<<<<
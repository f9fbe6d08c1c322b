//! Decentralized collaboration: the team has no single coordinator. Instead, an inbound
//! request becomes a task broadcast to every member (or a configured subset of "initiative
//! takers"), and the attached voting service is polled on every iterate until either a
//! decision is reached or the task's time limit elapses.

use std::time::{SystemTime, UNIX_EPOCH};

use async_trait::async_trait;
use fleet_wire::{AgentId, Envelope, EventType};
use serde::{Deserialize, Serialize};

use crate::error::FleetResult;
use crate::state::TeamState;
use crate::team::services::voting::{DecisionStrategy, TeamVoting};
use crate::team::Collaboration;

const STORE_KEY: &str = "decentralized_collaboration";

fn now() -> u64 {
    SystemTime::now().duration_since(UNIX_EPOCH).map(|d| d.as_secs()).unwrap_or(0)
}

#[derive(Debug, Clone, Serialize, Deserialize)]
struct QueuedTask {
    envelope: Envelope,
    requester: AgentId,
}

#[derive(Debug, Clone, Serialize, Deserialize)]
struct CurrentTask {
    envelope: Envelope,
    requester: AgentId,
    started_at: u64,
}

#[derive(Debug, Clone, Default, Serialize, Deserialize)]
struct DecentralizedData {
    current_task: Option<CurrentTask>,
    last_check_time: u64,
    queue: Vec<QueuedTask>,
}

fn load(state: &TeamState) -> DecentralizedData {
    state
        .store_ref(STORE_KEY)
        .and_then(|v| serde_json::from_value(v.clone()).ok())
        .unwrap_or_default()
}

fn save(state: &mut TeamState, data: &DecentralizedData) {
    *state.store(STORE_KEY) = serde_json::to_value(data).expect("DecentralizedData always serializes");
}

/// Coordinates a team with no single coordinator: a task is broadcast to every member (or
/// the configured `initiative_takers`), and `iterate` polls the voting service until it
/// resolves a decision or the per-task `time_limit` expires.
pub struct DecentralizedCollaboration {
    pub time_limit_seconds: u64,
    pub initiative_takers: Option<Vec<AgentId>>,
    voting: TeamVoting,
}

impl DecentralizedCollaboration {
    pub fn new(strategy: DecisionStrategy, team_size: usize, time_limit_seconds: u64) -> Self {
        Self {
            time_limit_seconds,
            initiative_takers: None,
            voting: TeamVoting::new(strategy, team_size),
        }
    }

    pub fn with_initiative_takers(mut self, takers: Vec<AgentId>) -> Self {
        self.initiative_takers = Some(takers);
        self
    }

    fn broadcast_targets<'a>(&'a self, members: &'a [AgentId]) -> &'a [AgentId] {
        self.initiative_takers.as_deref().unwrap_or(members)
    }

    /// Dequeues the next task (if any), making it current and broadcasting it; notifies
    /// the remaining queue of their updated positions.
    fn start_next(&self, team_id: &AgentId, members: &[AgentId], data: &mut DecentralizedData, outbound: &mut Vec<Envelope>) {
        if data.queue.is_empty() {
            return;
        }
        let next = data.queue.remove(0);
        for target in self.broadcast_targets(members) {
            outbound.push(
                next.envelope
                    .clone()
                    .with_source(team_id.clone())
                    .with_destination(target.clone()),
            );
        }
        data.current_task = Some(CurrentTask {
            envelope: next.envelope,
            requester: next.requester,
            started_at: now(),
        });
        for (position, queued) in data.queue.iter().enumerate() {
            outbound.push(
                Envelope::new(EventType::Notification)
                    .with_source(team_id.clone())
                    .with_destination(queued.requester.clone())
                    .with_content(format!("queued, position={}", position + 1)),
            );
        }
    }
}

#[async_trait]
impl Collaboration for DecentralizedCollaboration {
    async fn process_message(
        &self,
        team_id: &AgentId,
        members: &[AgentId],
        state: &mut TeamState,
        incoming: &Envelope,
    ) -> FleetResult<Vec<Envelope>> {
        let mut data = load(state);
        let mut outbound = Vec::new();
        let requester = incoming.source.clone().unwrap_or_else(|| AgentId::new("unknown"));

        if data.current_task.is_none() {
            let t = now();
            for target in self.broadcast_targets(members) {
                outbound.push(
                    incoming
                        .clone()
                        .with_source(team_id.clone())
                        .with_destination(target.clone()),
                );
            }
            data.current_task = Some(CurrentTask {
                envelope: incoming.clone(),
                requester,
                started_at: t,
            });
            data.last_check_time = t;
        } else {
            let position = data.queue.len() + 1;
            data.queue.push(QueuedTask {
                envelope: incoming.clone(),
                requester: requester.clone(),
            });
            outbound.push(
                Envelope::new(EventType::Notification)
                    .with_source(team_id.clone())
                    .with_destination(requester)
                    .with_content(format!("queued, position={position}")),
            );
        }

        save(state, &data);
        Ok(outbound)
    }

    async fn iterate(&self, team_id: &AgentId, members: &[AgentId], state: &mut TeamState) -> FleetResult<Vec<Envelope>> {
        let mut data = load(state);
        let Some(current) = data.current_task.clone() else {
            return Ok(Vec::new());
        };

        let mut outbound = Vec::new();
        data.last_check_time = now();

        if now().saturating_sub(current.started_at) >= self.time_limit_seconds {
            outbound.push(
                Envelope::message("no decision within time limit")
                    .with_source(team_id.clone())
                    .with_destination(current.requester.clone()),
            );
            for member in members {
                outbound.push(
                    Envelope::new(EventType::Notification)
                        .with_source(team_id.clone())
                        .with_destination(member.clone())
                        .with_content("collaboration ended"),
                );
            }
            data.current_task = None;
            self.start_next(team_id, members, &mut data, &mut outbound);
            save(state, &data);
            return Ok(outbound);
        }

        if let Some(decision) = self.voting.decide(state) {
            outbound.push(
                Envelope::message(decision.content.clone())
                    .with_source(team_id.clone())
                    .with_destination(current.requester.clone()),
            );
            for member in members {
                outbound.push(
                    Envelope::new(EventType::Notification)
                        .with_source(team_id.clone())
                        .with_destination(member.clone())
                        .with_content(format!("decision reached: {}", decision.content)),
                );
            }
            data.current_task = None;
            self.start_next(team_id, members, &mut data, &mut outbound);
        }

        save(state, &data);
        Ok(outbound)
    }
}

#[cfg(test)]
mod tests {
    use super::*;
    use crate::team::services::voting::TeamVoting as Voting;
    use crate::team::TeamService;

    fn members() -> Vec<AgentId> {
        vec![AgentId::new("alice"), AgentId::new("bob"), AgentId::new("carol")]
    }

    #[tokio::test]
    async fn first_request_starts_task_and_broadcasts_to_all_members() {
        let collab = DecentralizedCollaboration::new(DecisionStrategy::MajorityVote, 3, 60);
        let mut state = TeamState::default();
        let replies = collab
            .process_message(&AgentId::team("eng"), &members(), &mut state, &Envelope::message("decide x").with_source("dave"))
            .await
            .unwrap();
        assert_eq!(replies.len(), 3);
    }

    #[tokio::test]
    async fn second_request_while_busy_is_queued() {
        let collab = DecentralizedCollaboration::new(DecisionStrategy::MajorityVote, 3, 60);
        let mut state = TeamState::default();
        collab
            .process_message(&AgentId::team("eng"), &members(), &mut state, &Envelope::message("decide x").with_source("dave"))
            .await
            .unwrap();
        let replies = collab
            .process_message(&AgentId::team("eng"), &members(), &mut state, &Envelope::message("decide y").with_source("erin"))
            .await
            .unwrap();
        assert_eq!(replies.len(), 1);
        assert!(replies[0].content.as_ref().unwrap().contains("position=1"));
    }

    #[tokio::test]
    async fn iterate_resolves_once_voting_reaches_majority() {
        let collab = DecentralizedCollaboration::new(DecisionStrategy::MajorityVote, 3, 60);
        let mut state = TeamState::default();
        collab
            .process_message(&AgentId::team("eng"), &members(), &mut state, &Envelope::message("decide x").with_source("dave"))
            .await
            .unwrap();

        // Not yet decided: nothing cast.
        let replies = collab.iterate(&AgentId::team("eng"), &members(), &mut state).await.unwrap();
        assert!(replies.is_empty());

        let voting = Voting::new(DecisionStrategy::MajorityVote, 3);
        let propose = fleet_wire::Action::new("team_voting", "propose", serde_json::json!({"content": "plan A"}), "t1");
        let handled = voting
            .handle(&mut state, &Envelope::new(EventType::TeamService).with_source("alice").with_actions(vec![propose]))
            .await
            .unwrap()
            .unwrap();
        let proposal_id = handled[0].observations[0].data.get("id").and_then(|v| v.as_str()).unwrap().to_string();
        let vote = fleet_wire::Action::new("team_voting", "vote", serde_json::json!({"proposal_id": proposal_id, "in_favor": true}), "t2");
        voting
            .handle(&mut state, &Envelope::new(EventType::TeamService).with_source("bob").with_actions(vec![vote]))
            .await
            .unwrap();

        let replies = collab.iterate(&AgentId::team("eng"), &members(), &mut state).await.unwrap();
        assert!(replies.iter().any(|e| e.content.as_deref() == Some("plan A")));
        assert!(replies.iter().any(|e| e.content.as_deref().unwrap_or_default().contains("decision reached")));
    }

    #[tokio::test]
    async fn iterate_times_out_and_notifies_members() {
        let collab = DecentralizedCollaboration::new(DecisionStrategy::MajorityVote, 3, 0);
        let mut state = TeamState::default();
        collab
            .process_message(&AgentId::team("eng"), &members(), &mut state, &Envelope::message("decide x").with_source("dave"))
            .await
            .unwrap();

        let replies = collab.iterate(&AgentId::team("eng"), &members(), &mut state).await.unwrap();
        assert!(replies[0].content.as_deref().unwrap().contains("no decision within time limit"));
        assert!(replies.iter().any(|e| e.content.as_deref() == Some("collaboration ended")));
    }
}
>>>>
<<<<
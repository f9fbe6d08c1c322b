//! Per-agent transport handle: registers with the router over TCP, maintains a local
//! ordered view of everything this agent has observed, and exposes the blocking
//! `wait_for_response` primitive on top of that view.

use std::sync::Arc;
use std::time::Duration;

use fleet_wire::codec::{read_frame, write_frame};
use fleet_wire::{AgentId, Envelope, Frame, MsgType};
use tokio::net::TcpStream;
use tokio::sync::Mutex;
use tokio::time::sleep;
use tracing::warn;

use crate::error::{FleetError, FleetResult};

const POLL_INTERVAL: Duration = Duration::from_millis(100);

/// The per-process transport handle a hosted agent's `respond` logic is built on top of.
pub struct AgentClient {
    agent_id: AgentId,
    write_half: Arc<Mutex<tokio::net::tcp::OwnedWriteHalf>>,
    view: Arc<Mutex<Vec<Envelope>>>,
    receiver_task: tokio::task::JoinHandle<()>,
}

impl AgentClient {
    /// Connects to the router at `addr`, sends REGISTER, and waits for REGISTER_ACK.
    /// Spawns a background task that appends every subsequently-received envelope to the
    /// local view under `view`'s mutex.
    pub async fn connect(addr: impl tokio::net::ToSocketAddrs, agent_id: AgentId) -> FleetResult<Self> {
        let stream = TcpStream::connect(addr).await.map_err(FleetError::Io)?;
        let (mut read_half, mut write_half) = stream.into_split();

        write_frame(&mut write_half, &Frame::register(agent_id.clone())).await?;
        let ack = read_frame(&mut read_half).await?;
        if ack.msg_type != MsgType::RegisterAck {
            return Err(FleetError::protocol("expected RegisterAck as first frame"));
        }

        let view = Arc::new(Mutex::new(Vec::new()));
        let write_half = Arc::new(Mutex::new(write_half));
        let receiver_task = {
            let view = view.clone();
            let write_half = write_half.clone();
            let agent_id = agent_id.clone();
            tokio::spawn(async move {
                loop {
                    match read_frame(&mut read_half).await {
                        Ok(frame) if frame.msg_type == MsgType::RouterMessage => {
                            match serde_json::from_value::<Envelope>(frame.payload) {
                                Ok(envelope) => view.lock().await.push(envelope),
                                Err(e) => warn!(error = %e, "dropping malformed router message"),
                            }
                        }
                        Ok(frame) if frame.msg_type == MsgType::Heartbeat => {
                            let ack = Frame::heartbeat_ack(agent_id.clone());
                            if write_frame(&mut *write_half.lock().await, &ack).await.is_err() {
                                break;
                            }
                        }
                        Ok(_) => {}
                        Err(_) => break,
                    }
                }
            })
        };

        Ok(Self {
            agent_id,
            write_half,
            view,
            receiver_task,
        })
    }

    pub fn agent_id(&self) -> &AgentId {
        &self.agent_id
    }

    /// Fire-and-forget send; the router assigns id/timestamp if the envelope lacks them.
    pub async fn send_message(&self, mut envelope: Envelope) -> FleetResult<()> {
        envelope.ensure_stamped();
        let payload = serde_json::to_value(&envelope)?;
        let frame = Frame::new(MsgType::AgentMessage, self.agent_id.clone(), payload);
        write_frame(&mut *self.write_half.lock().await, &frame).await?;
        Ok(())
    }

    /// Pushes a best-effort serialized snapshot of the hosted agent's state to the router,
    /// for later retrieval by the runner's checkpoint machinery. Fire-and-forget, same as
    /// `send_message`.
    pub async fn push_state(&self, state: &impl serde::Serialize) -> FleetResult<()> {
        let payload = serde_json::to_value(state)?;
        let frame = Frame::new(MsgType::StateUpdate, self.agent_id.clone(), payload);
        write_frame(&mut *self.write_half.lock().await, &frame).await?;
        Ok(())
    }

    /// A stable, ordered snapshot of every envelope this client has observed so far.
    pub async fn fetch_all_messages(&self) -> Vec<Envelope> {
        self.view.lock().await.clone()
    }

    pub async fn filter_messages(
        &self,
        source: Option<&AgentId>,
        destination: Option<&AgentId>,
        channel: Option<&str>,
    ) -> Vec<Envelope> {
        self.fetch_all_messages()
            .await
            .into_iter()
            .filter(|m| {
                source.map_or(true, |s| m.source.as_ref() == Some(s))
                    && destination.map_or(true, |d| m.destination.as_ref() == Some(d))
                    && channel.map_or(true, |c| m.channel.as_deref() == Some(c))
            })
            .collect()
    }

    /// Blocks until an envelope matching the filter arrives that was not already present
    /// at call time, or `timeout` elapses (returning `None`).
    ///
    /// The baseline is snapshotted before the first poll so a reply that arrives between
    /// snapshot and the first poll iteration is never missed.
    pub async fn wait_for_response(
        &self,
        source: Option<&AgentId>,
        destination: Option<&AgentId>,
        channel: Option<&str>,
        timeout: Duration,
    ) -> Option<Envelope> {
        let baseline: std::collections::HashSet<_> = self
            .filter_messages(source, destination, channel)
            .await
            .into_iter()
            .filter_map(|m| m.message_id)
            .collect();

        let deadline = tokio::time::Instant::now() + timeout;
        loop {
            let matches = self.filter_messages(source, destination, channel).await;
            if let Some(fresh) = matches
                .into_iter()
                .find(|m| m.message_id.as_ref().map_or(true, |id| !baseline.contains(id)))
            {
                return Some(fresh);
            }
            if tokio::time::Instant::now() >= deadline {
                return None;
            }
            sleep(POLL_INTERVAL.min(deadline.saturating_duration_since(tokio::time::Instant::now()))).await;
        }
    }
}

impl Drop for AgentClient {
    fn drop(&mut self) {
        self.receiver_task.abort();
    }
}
>>>>
Take each line of the material above that holds the string "DecentralizedData" and copy it.

struct DecentralizedData {
fn load(state: &TeamState) -> DecentralizedData {
fn save(state: &mut TeamState, data: &DecentralizedData) {
    *state.store(STORE_KEY) = serde_json::to_value(data).expect("DecentralizedData always serializes");
    fn start_next(&self, team_id: &AgentId, members: &[AgentId], data: &mut DecentralizedData, outbound: &mut Vec<Envelope>) {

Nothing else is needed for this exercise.